The paper ‘Morphological Analyser for Hindi using Rule Based Approach’ [11] which is mentioned above uses the Rule Based approach. It uses lemmatize to extract the root word properly and a corpus which stores the exceptional words which does not match with the rule made. For the development of the corpus, commonly used words are used. Hindi morphological structure which consists of various word classes in which their derivational and inflectional forms are described. The rules are made to comprise almost all the phrase formations available after a deep evaluation and observe of the dictionary and different expertise assets to be had.

The paper ‘A Graph Based Semi-Supervised Approach For analysis of derivational Nouns in Sanskrit’ uses the Semi-Supervised graph based approach for morpho-syntactic lexicon induction.
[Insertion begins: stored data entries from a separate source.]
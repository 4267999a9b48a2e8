//! Runtime and per-pipeline configuration.
//!
//! Everything deserializes from TOML with defaults for omitted fields.
//! Durations are `*_ms` integers in files and `Duration` in code.

use std::collections::{BTreeSet, HashSet};
use std::path::{Path, PathBuf};
use std::time::Duration;

use serde::{Deserialize, Serialize};

use crate::backend::{BackendKind, BackendPreference, DeviceConfig, Thresholds};
use crate::correlator::CorrelatorConfig;
use crate::error::ConfigError;
use crate::tracker::TrackerConfig;

pub const MAX_PIPELINE_ID_LEN: usize = 64;

/// Configuration of one stream. Swapped atomically at frame boundaries.
#[derive(Debug, Clone, PartialEq, Serialize, Deserialize)]
#[serde(default)]
pub struct PipelineConfig {
    pub id: String,
    pub confidence_threshold: f32,
    pub nms_iou_threshold: f32,
    pub max_detections: usize,
    /// Classes forwarded to the tracker; `None` enables every class
    pub enabled_classes: Option<BTreeSet<u32>>,
    pub backend: BackendPreference,
    /// Expected input rate, charged against shared device throughput
    pub target_fps: f32,
    pub queue_capacity: usize,
    /// Frames between attribute analyses of the same track
    pub attribute_cadence: u32,
    /// Overrides the runtime-wide tracker settings
    pub tracker: Option<TrackerConfig>,
}

impl Default for PipelineConfig {
    fn default() -> Self {
        Self {
            id: String::new(),
            confidence_threshold: 0.5,
            nms_iou_threshold: 0.4,
            max_detections: 100,
            enabled_classes: None,
            backend: BackendPreference::Auto,
            target_fps: 25.0,
            queue_capacity: 8,
            attribute_cadence: 10,
            tracker: None,
        }
    }
}

impl PipelineConfig {
    pub fn new(id: impl Into<String>) -> Self {
        Self {
            id: id.into(),
            ..Self::default()
        }
    }

    pub fn thresholds(&self) -> Thresholds {
        Thresholds {
            confidence: self.confidence_threshold,
            nms_iou: self.nms_iou_threshold,
            max_detections: self.max_detections,
        }
    }

    pub fn is_class_enabled(&self, class_id: u32) -> bool {
        self.enabled_classes
            .as_ref()
            .is_none_or(|classes| classes.contains(&class_id))
    }

    /// Check the configuration against a model with `known_classes` classes.
    pub fn validate(&self, known_classes: usize) -> Result<(), ConfigError> {
        validate_id(&self.id)?;
        for (field, value) in [
            ("confidence_threshold", self.confidence_threshold),
            ("nms_iou_threshold", self.nms_iou_threshold),
        ] {
            if !(0.0..=1.0).contains(&value) {
                return Err(ConfigError::OutOfRange { field, value });
            }
        }
        if self.max_detections == 0 {
            return Err(ConfigError::Zero("max_detections"));
        }
        if self.queue_capacity == 0 {
            return Err(ConfigError::Zero("queue_capacity"));
        }
        if !(self.target_fps.is_finite() && self.target_fps > 0.0) {
            return Err(ConfigError::Zero("target_fps"));
        }
        if let Some(classes) = &self.enabled_classes {
            if let Some(&class_id) = classes.iter().find(|&&c| c as usize >= known_classes) {
                return Err(ConfigError::UnknownClass {
                    class_id,
                    known: known_classes,
                });
            }
        }
        if let Some(tracker) = &self.tracker {
            tracker.validate()?;
        }
        Ok(())
    }
}

fn validate_id(id: &str) -> Result<(), ConfigError> {
    let valid = !id.is_empty()
        && id.len() <= MAX_PIPELINE_ID_LEN
        && id
            .chars()
            .all(|c| c.is_ascii_alphanumeric() || matches!(c, '_' | '-' | '.'));
    if valid {
        Ok(())
    } else {
        Err(ConfigError::InvalidId(id.to_string()))
    }
}

#[derive(Debug, Clone, PartialEq, Serialize, Deserialize)]
#[serde(default)]
pub struct SchedulerConfig {
    pub max_pipelines: usize,
    pub monitor_interval_ms: u64,
    /// Consecutive backend failures before a pipeline is demoted
    pub failure_threshold: u32,
    /// Restarts allowed before a pipeline is marked Failed
    pub restart_budget: u32,
    pub base_backoff_ms: u64,
    pub max_backoff_ms: u64,
    /// How long a worker waits for a frame before re-checking for cancel
    pub frame_timeout_ms: u64,
    pub correlator_queue: usize,
}

impl Default for SchedulerConfig {
    fn default() -> Self {
        Self {
            max_pipelines: 16,
            monitor_interval_ms: 1000,
            failure_threshold: 3,
            restart_budget: 5,
            base_backoff_ms: 100,
            max_backoff_ms: 10_000,
            frame_timeout_ms: 500,
            correlator_queue: 1024,
        }
    }
}

impl SchedulerConfig {
    pub fn monitor_interval(&self) -> Duration {
        Duration::from_millis(self.monitor_interval_ms)
    }

    pub fn frame_timeout(&self) -> Duration {
        Duration::from_millis(self.frame_timeout_ms)
    }

    /// Delay before restart number `attempt` (1-based): base * 2^(attempt-1),
    /// capped at `max_backoff_ms`.
    pub fn backoff(&self, attempt: u32) -> Duration {
        let factor = 1u64.checked_shl(attempt.saturating_sub(1)).unwrap_or(u64::MAX);
        Duration::from_millis(self.base_backoff_ms.saturating_mul(factor).min(self.max_backoff_ms))
    }
}

#[derive(Debug, Clone, PartialEq, Serialize, Deserialize)]
#[serde(default)]
pub struct ModelConfig {
    pub path: PathBuf,
    /// Number of classes the model must expose
    pub class_count: usize,
}

impl Default for ModelConfig {
    fn default() -> Self {
        Self {
            path: PathBuf::from("models/yolov8n"),
            class_count: 80,
        }
    }
}

/// Saturation thresholds for `ResourceAlert`.
#[derive(Debug, Clone, PartialEq, Serialize, Deserialize)]
#[serde(default)]
pub struct AlertConfig {
    pub cpu_percent: f32,
    pub memory_percent: f32,
    pub gpu_percent: f32,
    pub npu_percent: f32,
    pub temperature_celsius: f32,
    /// Consecutive saturated polls before alerting
    pub after_cycles: u32,
}

impl Default for AlertConfig {
    fn default() -> Self {
        Self {
            cpu_percent: 90.0,
            memory_percent: 90.0,
            gpu_percent: 95.0,
            npu_percent: 95.0,
            temperature_celsius: 85.0,
            after_cycles: 3,
        }
    }
}

#[derive(Debug, Clone, PartialEq, Serialize, Deserialize)]
#[serde(default)]
pub struct RuntimeConfig {
    pub scheduler: SchedulerConfig,
    pub model: ModelConfig,
    pub devices: Vec<DeviceConfig>,
    pub tracker: TrackerConfig,
    pub correlator: CorrelatorConfig,
    pub alerts: AlertConfig,
}

impl Default for RuntimeConfig {
    fn default() -> Self {
        Self {
            scheduler: SchedulerConfig::default(),
            model: ModelConfig::default(),
            devices: BackendKind::PRIORITY.into_iter().map(DeviceConfig::new).collect(),
            tracker: TrackerConfig::default(),
            correlator: CorrelatorConfig::default(),
            alerts: AlertConfig::default(),
        }
    }
}

impl RuntimeConfig {
    pub fn from_toml_str(s: &str) -> Result<Self, ConfigError> {
        let config: RuntimeConfig = toml::from_str(s)?;
        config.validate()?;
        Ok(config)
    }

    pub fn from_toml_file(path: impl AsRef<Path>) -> Result<Self, ConfigError> {
        let path = path.as_ref();
        let text = std::fs::read_to_string(path).map_err(|source| ConfigError::Io {
            path: path.to_path_buf(),
            source,
        })?;
        Self::from_toml_str(&text)
    }

    pub fn validate(&self) -> Result<(), ConfigError> {
        let s = &self.scheduler;
        if s.max_pipelines == 0 {
            return Err(ConfigError::Zero("scheduler.max_pipelines"));
        }
        if s.monitor_interval_ms == 0 {
            return Err(ConfigError::Zero("scheduler.monitor_interval_ms"));
        }
        if s.failure_threshold == 0 {
            return Err(ConfigError::Zero("scheduler.failure_threshold"));
        }
        if s.frame_timeout_ms == 0 {
            return Err(ConfigError::Zero("scheduler.frame_timeout_ms"));
        }
        if s.correlator_queue == 0 {
            return Err(ConfigError::Zero("scheduler.correlator_queue"));
        }
        if s.base_backoff_ms > s.max_backoff_ms {
            return Err(ConfigError::Invalid(format!(
                "scheduler.base_backoff_ms ({}) exceeds scheduler.max_backoff_ms ({})",
                s.base_backoff_ms, s.max_backoff_ms
            )));
        }
        if self.model.class_count == 0 {
            return Err(ConfigError::Zero("model.class_count"));
        }
        if !self.devices.iter().any(|d| d.enabled) {
            return Err(ConfigError::NoDevice(BackendPreference::Auto));
        }

        let mut seen = HashSet::new();
        for device in &self.devices {
            if !seen.insert((device.kind, device.device_id)) {
                return Err(ConfigError::Invalid(format!("device {} is configured twice", device.label())));
            }
            if device.max_streams == 0 {
                return Err(ConfigError::Zero("devices.max_streams"));
            }
            if !(device.throughput_fps.is_finite() && device.throughput_fps > 0.0) {
                return Err(ConfigError::Zero("devices.throughput_fps"));
            }
            if device.inference_timeout_ms == 0 {
                return Err(ConfigError::Zero("devices.inference_timeout_ms"));
            }
        }

        self.tracker.validate()?;
        self.correlator.validate()?;
        if self.alerts.after_cycles == 0 {
            return Err(ConfigError::Zero("alerts.after_cycles"));
        }
        Ok(())
    }

    /// Check a pipeline configuration against this runtime: field ranges,
    /// class list, and that its backend preference has an enabled device.
    pub fn validate_pipeline(&self, config: &PipelineConfig) -> Result<(), ConfigError> {
        config.validate(self.model.class_count)?;
        if config.backend.candidate_devices(&self.devices).is_empty() {
            return Err(ConfigError::NoDevice(config.backend));
        }
        Ok(())
    }

    /// Tracker settings for a pipeline, honouring its override.
    pub fn tracker_for(&self, config: &PipelineConfig) -> TrackerConfig {
        config.tracker.clone().unwrap_or_else(|| self.tracker.clone())
    }
}

#[cfg(test)]
mod tests {
    use super::*;

    #[test]
    fn test_defaults_match_reference_system() {
        let config = RuntimeConfig::default();
        assert_eq!(config.scheduler.max_pipelines, 16);
        assert_eq!(config.scheduler.monitor_interval(), Duration::from_secs(1));
        assert_eq!(config.model.class_count, 80);
        let pipeline = PipelineConfig::new("cam");
        assert_eq!(pipeline.confidence_threshold, 0.5);
        assert_eq!(pipeline.nms_iou_threshold, 0.4);
        assert!(config.validate().is_ok());
    }

    #[test]
    fn test_from_toml() {
        let config = RuntimeConfig::from_toml_str(
            r#"
            [scheduler]
            max_pipelines = 4
            restart_budget = 3

            [model]
            path = "models/person.rknn"
            class_count = 2

            [[devices]]
            kind = "npu"
            shared_context = true
            throughput_fps = 90.0

            [[devices]]
            kind = "cpu"
            max_streams = 2
            "#,
        )
        .unwrap();
        assert_eq!(config.scheduler.max_pipelines, 4);
        assert_eq!(config.scheduler.monitor_interval_ms, 1000);
        assert_eq!(config.devices.len(), 2);
        assert_eq!(config.devices[0].kind, BackendKind::Npu);
        assert_eq!(config.devices[1].max_streams, 2);
        assert_eq!(config.devices[1].inference_timeout_ms, 1000);
    }

    #[test]
    fn test_rejects_bad_runtime_config() {
        assert!(matches!(
            RuntimeConfig::from_toml_str("[scheduler]\nmax_pipelines = 0"),
            Err(ConfigError::Zero("scheduler.max_pipelines"))
        ));
        assert!(matches!(
            RuntimeConfig::from_toml_str("[[devices]]\nkind = \"gpu\"\n[[devices]]\nkind = \"gpu\""),
            Err(ConfigError::Invalid(_))
        ));
        assert!(matches!(
            RuntimeConfig::from_toml_str("[scheduler\n"),
            Err(ConfigError::Parse(_))
        ));
    }

    #[test]
    fn test_pipeline_validation() {
        assert!(matches!(PipelineConfig::new("").validate(80), Err(ConfigError::InvalidId(_))));
        assert!(matches!(PipelineConfig::new("cam 1").validate(80), Err(ConfigError::InvalidId(_))));
        assert!(PipelineConfig::new("lobby.cam-1_a").validate(80).is_ok());

        let mut config = PipelineConfig::new("cam");
        config.confidence_threshold = 1.2;
        assert!(matches!(config.validate(80), Err(ConfigError::OutOfRange { .. })));

        let mut config = PipelineConfig::new("cam");
        config.enabled_classes = Some([0, 2, 80].into_iter().collect());
        assert!(matches!(
            config.validate(80),
            Err(ConfigError::UnknownClass { class_id: 80, known: 80 })
        ));
    }

    #[test]
    fn test_pipeline_needs_device() {
        let mut runtime = RuntimeConfig::default();
        runtime.devices.retain(|d| d.kind != BackendKind::Gpu);
        let mut config = PipelineConfig::new("cam");
        config.backend = BackendPreference::Gpu;
        assert!(matches!(runtime.validate_pipeline(&config), Err(ConfigError::NoDevice(_))));
    }

    #[test]
    fn test_backoff_is_capped() {
        let s = SchedulerConfig {
            base_backoff_ms: 100,
            max_backoff_ms: 1000,
            ..SchedulerConfig::default()
        };
        assert_eq!(s.backoff(1), Duration::from_millis(100));
        assert_eq!(s.backoff(3), Duration::from_millis(400));
        assert_eq!(s.backoff(10), Duration::from_millis(1000));
        assert_eq!(s.backoff(200), Duration::from_millis(1000));
    }
}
The Modified Adsorption(MAD) algorithm is used for the task. This approach is used for the analysis of derivational nouns in Sanskrit.

6 Research Gaps and Novelty

Morphological analyzer is a linguistic tool that would generate the morphemes of a given word. It is designed to analyse the constituents of the words and it will help for the segmentation of words into stems. The morphological analyzer which go back root/stem phrase in conjunction with its grammatical facts relying upon its phrase class [9]. The general format for the morphological analyzer is:

$$\boldsymbol{Word = stem/root + suffix}$$
figure a

This example give clear view of what this morphological analyzer does in Malayalam language i.e., the Morphological analyzer will split the given input word into its own root and suffix. morphology is the study of word formation, how words are constructed up from smaller portions. i.e., to identification, analysis, and description of the shape of a given language’s morphemes and other linguistic gadgets, which include root words, affixes, components of speech or implied context. Analysis of phrase or word structure (morphology) is split into fundamental fields as inflection and derivation. Consequently, the morphological shape of each phrase might also encompass factors such as prefix, suffix, infix, or even a separate root, and those factors can modify the meaning of the simple root or stern of the phrase. If the resultant phrase is only a paradigmatic application of its base shape, this modification of the phrase is known as inflection; however if the ensuing word is a different phrase or a compound, which is formed of two or more roots, it is known as derivation. At the same time as derivation is a word-creating method, inflection constitutes exclusive styles of any phrase or word [8]. For the development of the morphological analysis, rule based approach is mainly used, because it is a system that applies human made rule to store, sort and manipulate data. This approach is based on set of fixed rules and dictionary that contains root and morphemes and the rules which contained in this approach are made to incorporate and other knowledge resources available. The rules are made to comprise almost all the phrase formations available after a deep evaluation and observe of the dictionary and different expertise assets to be had.

6.1 Need of Morphological Analysis

Morphological Analysis is a decent organized technique and approach that assists with finding new connections or arrangements which may be disregarded by other less organized strategies [3]. It is a foundational and centered strategy, which permits coordinating existing data and producing new innovative thoughts for planning new items, advances and services.

7 Conclusion

This paper presents a short study on Morphological Analyzer for Indian Languages which is mainly concentrated to Malayalam and Sanskrit language. These are morphologically rich as compared with English. Morphological analyzers can be used for Information Retrieval, search engines, Machine Translation, speech recognizer, Text Processing etc. This paper drafts a brief presentation on the existing python packages that include MA. The comparison report on each of them is also depicted.